Tribes in Washington have notched a series of victories against these projects in recent years — most recently, with the U.S. Army Corps of Engineers agreeing that a proposed coal terminal in northern Washington would violate the treaty rights of the Lummi Nation. But as the Dakota Access reversal shows, those victories are tenuous, especially under the Trump administration.

Remle, who heard about the decision to grant the easement while waiting to testify in support of the Seattle ordinance on Tuesday, described the moment as bittersweet.
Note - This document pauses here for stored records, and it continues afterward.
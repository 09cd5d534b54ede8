use agendar_core::event::{Attendee, EventChanges, EventDraft, EventTime};
use chrono::TimeZone;
use chrono_tz::Tz;

pub trait ToGoogle {
    fn to_google(&self) -> google_calendar::types::Event;
}

impl ToGoogle for EventDraft {
    fn to_google(&self) -> google_calendar::types::Event {
        let recurrence = self
            .frequency
            .map(|frequency| vec![frequency.rrule().to_string()])
            .unwrap_or_default();

        google_calendar::types::Event {
            // Let Google assign the ID
            // (Otherwise we'll get "Invalid resource id value")
            id: String::new(),
            summary: self.summary.clone(),
            description: self.description.clone().unwrap_or_default(),
            location: self.location.clone().unwrap_or_default(),
            start: Some(event_time_to_google(&self.start)),
            end: Some(event_time_to_google(&self.end)),
            status: "confirmed".to_string(),
            recurrence,
            attendees: self.attendees.iter().map(attendee_to_google).collect(),
            // New events take the calendar's default reminders
            reminders: Some(google_calendar::types::Reminders {
                use_default: true,
                overrides: vec![],
            }),
            ..Default::default()
        }
    }
}

/// Overwrite the fields named in `changes` on a fetched wire event; the
/// rest of the resource is written back as it came.
pub fn apply_changes(changes: &EventChanges, event: &mut google_calendar::types::Event) {
    if let Some(summary) = &changes.summary {
        event.summary = summary.clone();
    }
    if let Some(description) = &changes.description {
        event.description = description.clone();
    }
    if let Some(location) = &changes.location {
        event.location = location.clone();
    }
    if let Some(start) = &changes.start {
        event.start = Some(event_time_to_google(start));
    }
    if let Some(end) = &changes.end {
        event.end = Some(event_time_to_google(end));
    }
    if let Some(attendees) = &changes.attendees {
        event.attendees = attendees.iter().map(attendee_to_google).collect();
    }
}

fn attendee_to_google(attendee: &Attendee) -> google_calendar::types::EventAttendee {
    google_calendar::types::EventAttendee {
        email: attendee.email.clone(),
        display_name: attendee.name.clone().unwrap_or_default(),
        response_status: attendee
            .response_status
            .clone()
            .unwrap_or_else(|| "needsAction".to_string()),
        additional_guests: 0,
        comment: String::new(),
        id: String::new(),
        optional: false,
        organizer: false,
        resource: false,
        self_: false,
    }
}

fn event_time_to_google(time: &EventTime) -> google_calendar::types::EventDateTime {
    match time {
        EventTime::Date(d) => google_calendar::types::EventDateTime {
            date: Some(*d),
            date_time: None,
            time_zone: String::new(),
        },
        EventTime::DateTime(dt) => google_calendar::types::EventDateTime {
            date: None,
            date_time: Some(*dt),
            time_zone: String::new(),
        },
        EventTime::Zoned { datetime, tzid } => google_calendar::types::EventDateTime {
            date: None,
            date_time: Some(zoned_to_utc(datetime, tzid)),
            time_zone: tzid.clone(),
        },
    }
}

/// Resolve a wall-clock time in `tzid` to its UTC instant. Falls back to
/// reading the time as UTC when the zone is unknown or the local time does
/// not exist (DST gap).
fn zoned_to_utc(datetime: &chrono::NaiveDateTime, tzid: &str) -> chrono::DateTime<chrono::Utc> {
    match tzid.parse::<Tz>() {
        Ok(tz) => match tz.from_local_datetime(datetime).earliest() {
            Some(dt) => dt.with_timezone(&chrono::Utc),
            None => datetime.and_utc(),
        },
        Err(_) => datetime.and_utc(),
    }
}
But he hopes those opposed to the pipeline — and fossil fuel infrastructure in general — will find both hope and inspiration in what the Seattle movement has already accomplished.

“We are digging in for this fight on multiple fronts and various different levels, whether in the courts or in the camps or folks bringing it to their community for divestment,” Remle said. “Getting this vote done today sends a strong message not only to supporters but to the banks, to Energy Transfer, and to this administration, that we are not backing down.”